The paradise shelduck is a diurnal omnivore. The adults are primarily herbivorous preferring pasture grasses and clover while the young eat mostly aquatic insects for the first five weeks of life before grazing on land. They can feed on a variety of food including grazing or pasture crops, seed heads of grasses and weeds, earthworms, insects, and a variety of crustaceans. An extensive record of one bird's diet from the Canterbury district, South Island, New Zealand shows a wide range of leaves and seeds of terrestrial herbs, terrestrial and aquatic invertebrates, and some aquatic plants.

== Threats and conservation ==
The paradise shelduck originally had no predators but now with introduced predators such as stoats and weasels, some smaller populations can become threatened. The only group of parasites that affects the Paradise shelduck are the helminths which consist of flukes (Trematodes), tapeworms (Cestodes), and roundworms (Nematodes), with only the flatworms not living symbiotically with the host. Only periodic cases of avian botulism have been reported to affect populations.

In relation to diseases, recent research discovered the presence of the bacterium Chlamydia psittaci on Paradise shelducks. Different bacteria genotypes were identified in the samples of the survey and this species has been affected by genotype C. This type of bacterium is associated with important diseases not only in birds but also humans.

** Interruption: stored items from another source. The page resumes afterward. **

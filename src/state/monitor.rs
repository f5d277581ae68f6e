// ============================================================================
// ATTENDANCE MONITOR STATE - polled session snapshot + check-in inputs
// ============================================================================

use std::rc::Rc;

use yew::Reducible;

use crate::models::{AttendanceCheck, CourseAttendance};
use crate::utils::validators::{is_valid_default_id, is_valid_student_code};

/// Read model of the home screen: the ongoing attendance (replaced
/// wholesale on every poll), the most-recent-session shortcut, and the
/// check-in form inputs.
#[derive(Debug, Clone, PartialEq)]
pub struct MonitorState {
    pub current: Option<CourseAttendance>,
    /// Displayed student count; always paired with the session it was
    /// fetched for because both arrive in one `SessionLoaded` action.
    pub student_count: String,
    pub recent_attendance_id: Option<String>,
    /// Sticky info shown while no session is open; cleared by the next
    /// successful fetch, not by a timer.
    pub status_key: Option<String>,
    pub student_code: String,
    pub first_name: String,
    pub last_name: String,
    pub workplace_id: String,
    pub submitting: bool,
}

impl Default for MonitorState {
    fn default() -> Self {
        Self {
            current: None,
            student_count: "0".to_string(),
            recent_attendance_id: None,
            status_key: None,
            student_code: String::new(),
            first_name: String::new(),
            last_name: String::new(),
            workplace_id: String::new(),
            submitting: false,
        }
    }
}

pub enum MonitorAction {
    SessionLoaded {
        session: CourseAttendance,
        student_count: String,
    },
    SessionUnavailable {
        reason: String,
    },
    RecentLoaded {
        attendance_id: String,
    },
    SetStudentCode(String),
    SetFirstName(String),
    SetLastName(String),
    SetWorkplaceId(String),
    SubmitStarted,
    /// A check-in attempt finished, successfully or not: the student code
    /// and workplace id are cleared, the name fields are kept.
    SubmitSettled,
}

impl Reducible for MonitorState {
    type Action = MonitorAction;

    fn reduce(self: Rc<Self>, action: Self::Action) -> Rc<Self> {
        let mut next = (*self).clone();
        match action {
            MonitorAction::SessionLoaded {
                session,
                student_count,
            } => {
                next.current = Some(session);
                next.student_count = student_count;
                next.status_key = None;
            }
            MonitorAction::SessionUnavailable { reason } => {
                next.current = None;
                next.student_count = "0".to_string();
                next.status_key = Some(reason);
            }
            MonitorAction::RecentLoaded { attendance_id } => {
                next.recent_attendance_id = Some(attendance_id);
            }
            MonitorAction::SetStudentCode(value) => next.student_code = value,
            MonitorAction::SetFirstName(value) => next.first_name = value,
            MonitorAction::SetLastName(value) => next.last_name = value,
            MonitorAction::SetWorkplaceId(value) => next.workplace_id = value,
            MonitorAction::SubmitStarted => next.submitting = true,
            MonitorAction::SubmitSettled => {
                next.student_code.clear();
                next.workplace_id.clear();
                next.submitting = false;
            }
        }
        Rc::new(next)
    }
}

impl MonitorState {
    /// Gate for the add-student button.
    pub fn can_submit(&self) -> bool {
        !self.submitting && self.current.is_some() && is_valid_student_code(&self.student_code)
    }
}

/// Build the check-in record for the displayed session. A non-empty
/// workplace id that fails the six-digit format rejects the submission
/// before any network call is made.
pub fn build_attendance_check(state: &MonitorState) -> Result<AttendanceCheck, String> {
    let session = state
        .current
        .as_ref()
        .ok_or_else(|| "no-active-attendance".to_string())?;

    if !state.workplace_id.is_empty() && !is_valid_default_id(&state.workplace_id) {
        return Err("wrong-workplace-id".to_string());
    }

    Ok(AttendanceCheck {
        student_code: state.student_code.clone(),
        full_name: format!("{} {}", state.first_name.trim(), state.last_name.trim()),
        course_attendance_id: session.attendance_id.clone(),
        workplace_id: state.workplace_id.parse::<i64>().ok(),
    })
}

#[cfg(test)]
mod tests {
    use super::*;

    fn reduce(state: MonitorState, action: MonitorAction) -> MonitorState {
        (*Rc::new(state).reduce(action)).clone()
    }

    fn session(id: &str) -> CourseAttendance {
        CourseAttendance {
            attendance_id: id.to_string(),
            course_name: "Programming I".to_string(),
            course_code: "ITI0101".to_string(),
        }
    }

    #[test]
    fn session_and_count_arrive_together() {
        let state = reduce(
            MonitorState::default(),
            MonitorAction::SessionLoaded {
                session: session("42"),
                student_count: "17".to_string(),
            },
        );
        assert_eq!(
            state.current.as_ref().map(|s| s.attendance_id.as_str()),
            Some("42")
        );
        assert_eq!(state.student_count, "17");
        assert_eq!(state.status_key, None);

        // the next poll replaces the snapshot wholesale; the count can
        // never belong to a different session than the displayed one
        let state = reduce(
            state,
            MonitorAction::SessionLoaded {
                session: session("43"),
                student_count: "3".to_string(),
            },
        );
        assert_eq!(
            state.current.as_ref().map(|s| s.attendance_id.as_str()),
            Some("43")
        );
        assert_eq!(state.student_count, "3");
    }

    #[test]
    fn unavailable_session_clears_the_snapshot_and_sets_the_status() {
        let state = reduce(
            MonitorState::default(),
            MonitorAction::SessionLoaded {
                session: session("42"),
                student_count: "17".to_string(),
            },
        );
        let state = reduce(
            state,
            MonitorAction::SessionUnavailable {
                reason: "no-active-attendance".to_string(),
            },
        );
        assert!(state.current.is_none());
        assert_eq!(state.student_count, "0");
        assert_eq!(state.status_key.as_deref(), Some("no-active-attendance"));
    }

    #[test]
    fn failed_count_keeps_the_session_visible_with_zero_count() {
        // the hook maps a count failure to SessionLoaded with "0"
        let state = reduce(
            MonitorState::default(),
            MonitorAction::SessionLoaded {
                session: session("42"),
                student_count: "0".to_string(),
            },
        );
        assert!(state.current.is_some());
        assert_eq!(state.student_count, "0");
    }

    #[test]
    fn submit_is_gated_on_the_student_code_pattern_and_a_session() {
        let state = reduce(
            MonitorState::default(),
            MonitorAction::SetStudentCode("123456ABCD".to_string()),
        );
        // valid code but no session yet
        assert!(!state.can_submit());

        let state = reduce(
            state,
            MonitorAction::SessionLoaded {
                session: session("42"),
                student_count: "0".to_string(),
            },
        );
        assert!(state.can_submit());

        let state = reduce(state, MonitorAction::SetStudentCode("1234".to_string()));
        assert!(!state.can_submit());
    }

    #[test]
    fn submitting_blocks_a_second_submission() {
        let state = reduce(
            MonitorState::default(),
            MonitorAction::SessionLoaded {
                session: session("42"),
                student_count: "0".to_string(),
            },
        );
        let state = reduce(state, MonitorAction::SetStudentCode("123456ABCD".to_string()));
        let state = reduce(state, MonitorAction::SubmitStarted);
        assert!(!state.can_submit());
    }

    #[test]
    fn settled_submission_clears_code_and_workplace_but_keeps_names() {
        let state = MonitorState {
            student_code: "123456ABCD".to_string(),
            first_name: "Mari".to_string(),
            last_name: "Maasikas".to_string(),
            workplace_id: "654321".to_string(),
            submitting: true,
            ..MonitorState::default()
        };
        let state = reduce(state, MonitorAction::SubmitSettled);
        assert!(state.student_code.is_empty());
        assert!(state.workplace_id.is_empty());
        assert_eq!(state.first_name, "Mari");
        assert_eq!(state.last_name, "Maasikas");
        assert!(!state.submitting);
    }

    #[test]
    fn malformed_workplace_id_short_circuits_the_check() {
        let state = MonitorState {
            current: Some(session("42")),
            student_code: "123456ABCD".to_string(),
            workplace_id: "abc".to_string(),
            ..MonitorState::default()
        };
        assert_eq!(
            build_attendance_check(&state),
            Err("wrong-workplace-id".to_string())
        );
    }

    #[test]
    fn empty_workplace_id_builds_a_record_without_one() {
        let state = MonitorState {
            current: Some(session("42")),
            student_code: "123456ABCD".to_string(),
            first_name: "Mari".to_string(),
            last_name: "Maasikas".to_string(),
            ..MonitorState::default()
        };
        let check = build_attendance_check(&state).unwrap();
        assert_eq!(check.course_attendance_id, "42");
        assert_eq!(check.full_name, "Mari Maasikas");
        assert_eq!(check.workplace_id, None);
    }

    #[test]
    fn six_digit_workplace_id_is_parsed_into_the_record() {
        let state = MonitorState {
            current: Some(session("42")),
            student_code: "123456ABCD".to_string(),
            workplace_id: "007001".to_string(),
            ..MonitorState::default()
        };
        let check = build_attendance_check(&state).unwrap();
        assert_eq!(check.workplace_id, Some(7001));
    }

    #[test]
    fn no_session_rejects_the_check() {
        let state = MonitorState {
            student_code: "123456ABCD".to_string(),
            ..MonitorState::default()
        };
        assert!(build_attendance_check(&state).is_err());
    }
}
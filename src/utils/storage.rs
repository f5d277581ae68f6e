use serde::{de::DeserializeOwned, Serialize};
use web_sys::{window, Storage};

pub fn get_local_storage() -> Option<Storage> {
    window()?.local_storage().ok()?
}

pub fn save_to_storage<T: Serialize>(key: &str, value: &T) -> Result<(), String> {
    let storage = get_local_storage().ok_or("localStorage is not available")?;
    let json = serde_json::to_string(value)
        .map_err(|e| format!("Serialization error: {}", e))?;
    storage
        .set_item(key, &json)
        .map_err(|_| "Could not write to localStorage".to_string())?;
    Ok(())
}

pub fn load_from_storage<T: DeserializeOwned>(key: &str) -> Option<T> {
    let storage = get_local_storage()?;
    let json = storage.get_item(key).ok()??;
    serde_json::from_str(&json).ok()
}

pub fn remove_from_storage(key: &str) -> Result<(), String> {
    let storage = get_local_storage().ok_or("localStorage is not available")?;
    storage
        .remove_item(key)
        .map_err(|_| "Could not remove from localStorage".to_string())?;
    Ok(())
}

// These need a real localStorage, so they run in a browser only.
#[cfg(all(test, target_arch = "wasm32"))]
mod tests {
    use super::*;
    use wasm_bindgen_test::*;

    wasm_bindgen_test_configure!(run_in_browser);

    #[wasm_bindgen_test]
    fn save_load_remove_round_trip() {
        save_to_storage("storage_test_key", &"value".to_string()).unwrap();
        assert_eq!(
            load_from_storage::<String>("storage_test_key"),
            Some("value".to_string())
        );

        remove_from_storage("storage_test_key").unwrap();
        assert_eq!(load_from_storage::<String>("storage_test_key"), None);
    }

    #[wasm_bindgen_test]
    fn loading_a_missing_key_yields_none() {
        assert_eq!(load_from_storage::<String>("storage_test_never_set"), None);
    }
}
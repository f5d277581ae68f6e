use serde::{Deserialize, Serialize};

/// The ongoing (or most recent) attendance session of a course.
/// Immutable snapshot, replaced wholesale on every poll.
#[derive(Debug, Clone, Serialize, Deserialize, PartialEq)]
pub struct CourseAttendance {
    #[serde(rename = "attendanceId")]
    pub attendance_id: String,
    #[serde(rename = "courseName")]
    pub course_name: String,
    #[serde(rename = "courseCode")]
    pub course_code: String,
}

/// One check-in submission. Built fresh per submit, not retained after.
#[derive(Debug, Clone, Serialize, Deserialize, PartialEq)]
pub struct AttendanceCheck {
    #[serde(rename = "studentCode")]
    pub student_code: String,
    #[serde(rename = "fullName")]
    pub full_name: String,
    #[serde(rename = "courseAttendanceId")]
    pub course_attendance_id: String,
    #[serde(rename = "workplaceId")]
    pub workplace_id: Option<i64>,
}
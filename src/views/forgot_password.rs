use web_sys::HtmlInputElement;
use yew::prelude::*;

use crate::app::Route;
use crate::hooks::use_recovery_wizard;
use crate::state::{MessageSeverity, RecoveryStep};
use crate::utils::i18n::t;

#[derive(Properties, PartialEq)]
pub struct ForgotPasswordViewProps {
    pub lang: String,
    pub on_switch_language: Callback<String>,
    pub navigate: Callback<Route>,
}

/// Three-step credential recovery: verify account, confirm the mailed
/// one-time key, set a new password.
#[function_component(ForgotPasswordView)]
pub fn forgot_password_view(props: &ForgotPasswordViewProps) -> Html {
    let lang = props.lang.clone();

    let on_complete = {
        let navigate = props.navigate.clone();
        Callback::from(move |_| {
            navigate.emit(Route::Entry {
                notice: Some("password-change-success".to_string()),
            })
        })
    };
    let on_exit = {
        let navigate = props.navigate.clone();
        Callback::from(move |_| navigate.emit(Route::Entry { notice: None }))
    };

    let wizard = use_recovery_wizard(on_complete, on_exit);
    let state = &*wizard.state;

    let banner = if let Some(message) = wizard.message.current() {
        let class = match message.severity {
            MessageSeverity::Error => "message message-error",
            MessageSeverity::Info => "message message-info",
            MessageSeverity::Success => "message message-success",
        };
        let detail = message.detail.clone().unwrap_or_default();
        html! { <p class={class}>{ t(&message.text, &lang) }{ detail }</p> }
    } else if let Some(key) = state.advisory_key() {
        html! { <p class="message message-info">{ t(key, &lang) }</p> }
    } else {
        html! {}
    };

    let oninput = |setter: &Callback<String>| {
        let setter = setter.clone();
        Callback::from(move |e: InputEvent| {
            let input: HtmlInputElement = e.target_unchecked_into();
            setter.emit(input.value());
        })
    };

    let on_submit = {
        let submit = wizard.submit.clone();
        Callback::from(move |_: MouseEvent| submit.emit(()))
    };
    let on_back = {
        let step_back = wizard.step_back.clone();
        Callback::from(move |_: MouseEvent| step_back.emit(()))
    };
    let on_toggle_language = {
        let lang = lang.clone();
        let on_switch = props.on_switch_language.clone();
        Callback::from(move |_: MouseEvent| {
            let next = if lang.eq_ignore_ascii_case("EN") { "ET" } else { "EN" };
            on_switch.emit(next.to_string());
        })
    };

    let step_form = match state.step {
        RecoveryStep::Identify => html! {
            <>
                <h2 class="step-title">{ t("verify-account", &lang) }</h2>
                <input
                    type="text"
                    class="text-box"
                    placeholder="UNI-ID"
                    value={state.uni_id.clone()}
                    oninput={oninput(&wizard.set_uni_id)}
                />
            </>
        },
        RecoveryStep::VerifyCode => html! {
            <>
                <h2 class="step-title">
                    { format!("{} {}@taltech.ee", t("one-time-key-prompt", &lang), state.uni_id) }
                </h2>
                <input
                    type="text"
                    class="text-box"
                    placeholder={t("one-time-key", &lang)}
                    value={state.otp_code.clone()}
                    oninput={oninput(&wizard.set_otp)}
                />
            </>
        },
        RecoveryStep::ResetPassword => html! {
            <>
                <h2 class="step-title">{ t("set-new-password", &lang) }</h2>
                <input
                    type="password"
                    class="text-box"
                    placeholder={t("password", &lang)}
                    value={state.new_password.clone()}
                    oninput={oninput(&wizard.set_password)}
                />
                <input
                    type="password"
                    class="text-box"
                    placeholder={t("repeat-password", &lang)}
                    value={state.new_password_confirm.clone()}
                    oninput={oninput(&wizard.set_password_confirm)}
                />
            </>
        },
    };

    html! {
        <div class="screen recovery-screen">
            <div class="card">
                { step_form }
                { banner }
                <button
                    class="btn-primary"
                    onclick={on_submit}
                    disabled={!state.can_continue()}
                >
                    { t("continue", &lang) }
                </button>
                <a class="link" onclick={on_back}>{ t("something-wrong-back", &lang) }</a>
                <a class="link" onclick={on_toggle_language}>
                    { if lang.eq_ignore_ascii_case("EN") { "ET" } else { "EN" } }
                </a>
            </div>
        </div>
    }
}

However, the possible impact of the disease still needs to be determined and assessed.

=== Hunting ===
Hunting of the species happens throughout the islands where harvest numbers range from 5% to 48% depending on the region, with an average of just over 30%. The hunting season usually starts on the first Saturday of May and ends on the 31st of July. Daily bag limits range from 6 to 25 depending on the region.

=== Conservation ===
Populations of the paradise shelduck used to be much smaller during pre-settlement times due to the increased forest cover but after the settlers began to inhabit the island and clear the land for pastures the populations eventually began to rise. But before the population could rise, it fluctuated dramatically because of overhunting and exploitation by the settlers. Only through protective measures between 1900 and 1920 and limited shooting in the South Island from 1923 to 1939, could the population rise to historical heights by 1935.
Today the Paradise shelduck is considered by the International Union for Conservation of Nature to be a species of least concern with stable populations, with a population in the range of 600,000 to 700,000.